Interbeat interval detection

One of the inputs to the sleep staging classification algorithm is a time series of IHR during the resting period (the IHR values outside the resting period are simply set to 0). Besides offering a detailed representation of cardiac activity, using IHR has the advantage of providing a layer of abstraction from the type of cardiac sensor (PPG, ECG) and sampling frequency used for data acquisition, provided that the signal can be used to reliably and accurate localize individual heart beats. This technique effectively enabled us to enrich our training set beyond only datasets with simultaneous recording of PPG and PSG (which are not abundantly available) and include PSG acquisitions where ECG is available.

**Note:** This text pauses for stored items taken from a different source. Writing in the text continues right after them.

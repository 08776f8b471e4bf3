use std::sync::Arc;

use axum::http::HeaderMap;
use notary_service::NotarizationService;
use tracing::debug;

use crate::auth::{Action, AuthProvider, Credentials, Identity, TrustedHeaderAuth};
use crate::config::ServerConfig;
use crate::content::ContentStore;
use crate::error::{ServerError, ServerResult};

/// Shared state handed to every handler.
#[derive(Clone)]
pub struct AppState {
    pub service: Arc<NotarizationService>,
    pub content: Arc<ContentStore>,
    pub auth: Arc<dyn AuthProvider>,
    pub max_upload_bytes: usize,
}

impl AppState {
    /// Open every backend named by `config`.
    pub fn open(config: &ServerConfig) -> ServerResult<Self> {
        let service = config.open_service()?;
        let content = ContentStore::open(config.content_dir())?;
        Ok(Self {
            service: Arc::new(service),
            content: Arc::new(content),
            auth: Arc::new(TrustedHeaderAuth {
                allow_anonymous_verify: config.allow_anonymous_verify,
            }),
            max_upload_bytes: config.max_upload_bytes,
        })
    }

    /// Authenticate the caller and check it may perform `action`.
    pub async fn authorize(&self, headers: &HeaderMap, action: Action) -> ServerResult<Identity> {
        let credentials = Credentials::from_headers(headers)?;
        let identity = self.auth.authenticate(&credentials).await?;
        if !self.auth.authorize(&identity, action).await? {
            debug!(actor = %identity.name, %action, "request denied");
            return Err(ServerError::AuthorizationDenied {
                actor: identity.name,
                action: action.to_string(),
            });
        }
        Ok(identity)
    }

    /// Run synchronous service work off the async executor.
    pub async fn blocking<T, F>(&self, work: F) -> ServerResult<T>
    where
        F: FnOnce(&NotarizationService, &ContentStore) -> ServerResult<T> + Send + 'static,
        T: Send + 'static,
    {
        let service = Arc::clone(&self.service);
        let content = Arc::clone(&self.content);
        tokio::task::spawn_blocking(move || work(&service, &content))
            .await
            .map_err(|e| ServerError::Internal(format!("blocking task failed: {e}")))?
    }
}

impl std::fmt::Debug for AppState {
    fn fmt(&self, f: &mut std::fmt::Formatter<'_>) -> std::fmt::Result {
        f.debug_struct("AppState")
            .field("service", &self.service)
            .field("content", &self.content.root())
            .field("max_upload_bytes", &self.max_upload_bytes)
            .finish()
    }
}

IHR was calculated from the PPG signal by first detecting the location of individual beats (pulses) using an algorithm described in detail in earlier work15. In short, pulses are detected by identifying fiducial points (troughs) in the waveform, determined as the points where the first derivative crosses zero towards a positive value. Given the susceptible nature of PPG to the presence of motion artifacts, and to minimize the impact of inaccurate pulse detections, the maximum magnitude of acceleration measured with the accompanying accelerometer, was assessed every second. Local minima occurring during periods where a threshold of 0.1 g was exceeded were discarded. The time interval between consecutive PPG fiducial points was then used to represent the interbeat interval (IBI) time series. This time series was finally resampled to a fixed sampling frequency of 10 Hz, inverted and multiplied by 60 to obtain a representation of IHR (in beats per minute, bpm).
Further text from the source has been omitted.